06.03.2026
Rund 100 Schülerinnen aus den Klassen 8 bis 12 gingen in zwei Runden durch die Aula. Erst schauen, dann nachfragen und sie haben gefragt - gut vorbereitet, direkt, manchmal überraschend konkret: Wie wird man eigentlich Sozialarbeiterin? Was verdient man am Anfang? Und wie sieht ein Tag in der Kinder- und Jugendhilfe wirklich aus?
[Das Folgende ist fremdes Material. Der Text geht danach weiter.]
//! Per-kind file comparators
//!
//! Each [`ContentKind`] has one comparator. The engine picks it from a
//! [`ComparatorSet`] after classification.

use std::fs::{self, File};
use std::path::Path;
use std::sync::Arc;

use ipadiff_core::{ComparisonResult, ContentKind, DiffRecord, Error, MismatchReason, Result};
use ipadiff_tree::ChunkedReader;
use tracing::trace;

use crate::bytes::{ByteComparator, ByteComparison};
use crate::classify::ContentClassifier;
use crate::options::DiffOptions;
use crate::tools::{BinaryFormat, Collaborators, PlistNormalizer};

/// A file present on both sides
#[derive(Debug, Clone, Copy)]
pub struct FilePair<'a> {
    /// Path relative to the bundle root
    pub relative: &'a str,
    pub left: &'a Path,
    pub right: &'a Path,
    /// Format of the left file, when classification already asked
    pub left_format: Option<BinaryFormat>,
}

/// Verdict for one file pair
#[derive(Debug, Clone, PartialEq, Eq)]
pub enum Verdict {
    Equal,
    Unverifiable,
    Mismatch {
        reason: MismatchReason,
        /// Offset of the first differing byte, when it is known
        first_difference: Option<u64>,
        /// Every differing byte, for byte-level comparisons
        diffs: DiffRecord,
    },
}

impl Verdict {
    pub fn is_equal(&self) -> bool {
        matches!(self, Verdict::Equal)
    }

    fn content() -> Self {
        Verdict::Mismatch {
            reason: MismatchReason::Content,
            first_difference: None,
            diffs: DiffRecord::new(),
        }
    }

    fn size() -> Self {
        Verdict::Mismatch {
            reason: MismatchReason::Size,
            first_difference: None,
            diffs: DiffRecord::new(),
        }
    }

    pub fn result(&self) -> ComparisonResult {
        match self {
            Verdict::Equal => ComparisonResult::Equal,
            Verdict::Unverifiable => ComparisonResult::Unverifiable,
            Verdict::Mismatch { reason, .. } => ComparisonResult::NotEqual(*reason),
        }
    }
}

impl From<ByteComparison> for Verdict {
    fn from(comparison: ByteComparison) -> Self {
        match comparison.result {
            ComparisonResult::Equal => Verdict::Equal,
            ComparisonResult::Unverifiable => Verdict::Unverifiable,
            ComparisonResult::NotEqual(reason) => Verdict::Mismatch {
                reason,
                first_difference: comparison.first_difference,
                diffs: comparison.diffs,
            },
        }
    }
}

/// Compares one kind of content
pub trait FileComparator: Send + Sync {
    fn kind(&self) -> ContentKind;

    fn compare(&self, pair: &FilePair<'_>) -> Result<Verdict>;
}

/// Property lists: canonical text with volatile keys stripped
pub struct PlistComparator {
    normalizer: Arc<dyn PlistNormalizer>,
    volatile_keys: Vec<String>,
}

impl PlistComparator {
    pub fn new(normalizer: Arc<dyn PlistNormalizer>, volatile_keys: Vec<String>) -> Self {
        Self { normalizer, volatile_keys }
    }
}

impl FileComparator for PlistComparator {
    fn kind(&self) -> ContentKind {
        ContentKind::PropertyList
    }

    fn compare(&self, pair: &FilePair<'_>) -> Result<Verdict> {
        let left = self.normalizer.normalize(pair.left, &self.volatile_keys)?;
        let right = self.normalizer.normalize(pair.right, &self.volatile_keys)?;

        if left == right {
            Ok(Verdict::Equal)
        } else {
            Ok(Verdict::content())
        }
    }
}

/// Build configuration text, ignoring leading and trailing whitespace
#[derive(Debug, Clone, Copy, Default)]
pub struct ConfigTextComparator;

impl FileComparator for ConfigTextComparator {
    fn kind(&self) -> ContentKind {
        ContentKind::ConfigText
    }

    fn compare(&self, pair: &FilePair<'_>) -> Result<Verdict> {
        let left = read_file(pair.left)?;
        let right = read_file(pair.right)?;

        if left.trim_ascii() == right.trim_ascii() {
            Ok(Verdict::Equal)
        } else {
            Ok(Verdict::content())
        }
    }
}

/// Native executables: byte comparison unless either side is encrypted
pub struct MachBinaryComparator {
    classifier: ContentClassifier,
    bytes: ByteComparator,
}

impl MachBinaryComparator {
    pub fn new(classifier: ContentClassifier, bytes: ByteComparator) -> Self {
        Self { classifier, bytes }
    }
}

impl FileComparator for MachBinaryComparator {
    fn kind(&self) -> ContentKind {
        ContentKind::MachBinary
    }

    fn compare(&self, pair: &FilePair<'_>) -> Result<Verdict> {
        let left = match pair.left_format {
            Some(format) => format,
            None => self.classifier.detect(pair.left)?,
        };
        let right = self.classifier.detect(pair.right)?;

        if left.is_encrypted || right.is_encrypted {
            trace!(path = pair.relative, "Encrypted binary, skipping content comparison");
            return Ok(Verdict::Unverifiable);
        }

        Ok(self.bytes.compare_files(pair.left, pair.right)?.into())
    }
}

/// Everything else: whole-file equality, chunk by chunk
#[derive(Debug, Clone, Copy)]
pub struct GenericComparator {
    chunk_size: usize,
}

impl GenericComparator {
    pub fn new(chunk_size: usize) -> Self {
        Self { chunk_size }
    }
}

impl FileComparator for GenericComparator {
    fn kind(&self) -> ContentKind {
        ContentKind::Generic
    }

    fn compare(&self, pair: &FilePair<'_>) -> Result<Verdict> {
        let left = open_file(pair.left)?;
        let right = open_file(pair.right)?;

        if left.metadata()?.len() != right.metadata()?.len() {
            return Ok(Verdict::size());
        }

        let mut left = ChunkedReader::new(left, self.chunk_size);
        let mut right = ChunkedReader::new(right, self.chunk_size);

        loop {
            match (left.next_chunk()?, right.next_chunk()?) {
                (Some((offset, a)), Some((_, b))) => {
                    if a == b {
                        continue;
                    }
                    let first_difference = a
                        .iter()
                        .zip(b)
                        .position(|(l, r)| l != r)
                        .map(|i| offset + i as u64);

                    return Ok(Verdict::Mismatch {
                        reason: MismatchReason::Content,
                        first_difference,
                        diffs: DiffRecord::new(),
                    });
                }
                (None, None) => return Ok(Verdict::Equal),
                // Length changed underneath us
                _ => return Ok(Verdict::size()),
            }
        }
    }
}

fn open_file(path: &Path) -> Result<File> {
    if !path.is_file() {
        return Err(Error::NotFound(path.to_path_buf()));
    }
    Ok(File::open(path)?)
}

fn read_file(path: &Path) -> Result<Vec<u8>> {
    if !path.is_file() {
        return Err(Error::NotFound(path.to_path_buf()));
    }
    Ok(fs::read(path)?)
}

/// One comparator per content kind
pub struct ComparatorSet {
    plist: PlistComparator,
    config: ConfigTextComparator,
    mach: MachBinaryComparator,
    generic: GenericComparator,
}

impl ComparatorSet {
    pub fn new(options: &DiffOptions, collaborators: &Collaborators) -> Result<Self> {
        let classifier = ContentClassifier::new(collaborators.detector.clone());

        Ok(Self {
            plist: PlistComparator::new(collaborators.normalizer.clone(), options.volatile_plist_keys.clone()),
            config: ConfigTextComparator,
            mach: MachBinaryComparator::new(classifier, ByteComparator::new(options.chunk_size)?),
            generic: GenericComparator::new(options.chunk_size),
        })
    }

    pub fn get(&self, kind: ContentKind) -> &dyn FileComparator {
        match kind {
            ContentKind::PropertyList => &self.plist,
            ContentKind::ConfigText => &self.config,
            ContentKind::MachBinary => &self.mach,
            ContentKind::Generic => &self.generic,
        }
    }
}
Genau darum ging es bei diesem Berufsinfotag: Berufe kennen lernen, die man bisher nicht für sich in Betracht gezogen hat, Hemmschwellen senken und erfahren, wie Lebenswege auch laufen können – nicht immer geradlinig, manchmal mit Umwegen.
Mit dabei waren auch Kolleginnen und Kollegen der kommunalen Stiftungen Freiburg: aus der Verwaltung, der Kinder- und Jugendhilfe und aus dem Stipendienbereich - Mitarbeitende mit sehr unterschiedlichen Biografien. Einige sind direkt in ihren Beruf gestartet, andere erst über Umwege dort gelandet.
Zwischen Gesprächen, Fragen und einer kleinen Verkostung wurde deutlich: Die Mischung macht’s ; manchmal reicht ein Gespräch an so einem Stand, damit plötzlich eine Idee entsteht, an die man vorher noch gar nicht gedacht hat.
Das St. Ursula Gymnasium ist mit über 1.000 Schülerinnen eines der größten und zugleich ältesten Gymnasien der Stadt. Viele der Mädchen kommen aus dem Freiburger Umland – mit teilweise langen Schulwegen.
Wir sind bei solchen Tagen gerne dabei. Für die Waisenhausstiftung, die Adelhausenstiftung und die Heiliggeistspitalstiftung gehört das zum Bildungsauftrag dazu. Nicht abstrakt über Berufe reden, sondern zeigen, wie sie vor Ort wirklich aussehen: wer sie ausübt, wie der Alltag aussieht und wo man später seinen eigenen Platz finden kann. Auch um zu verstehen, wie Menschen mit ganz unterschiedlichen Berufen jeden Tag ihren Teil dazu beitragen, dass eine Stadtgesellschaft funktioniert.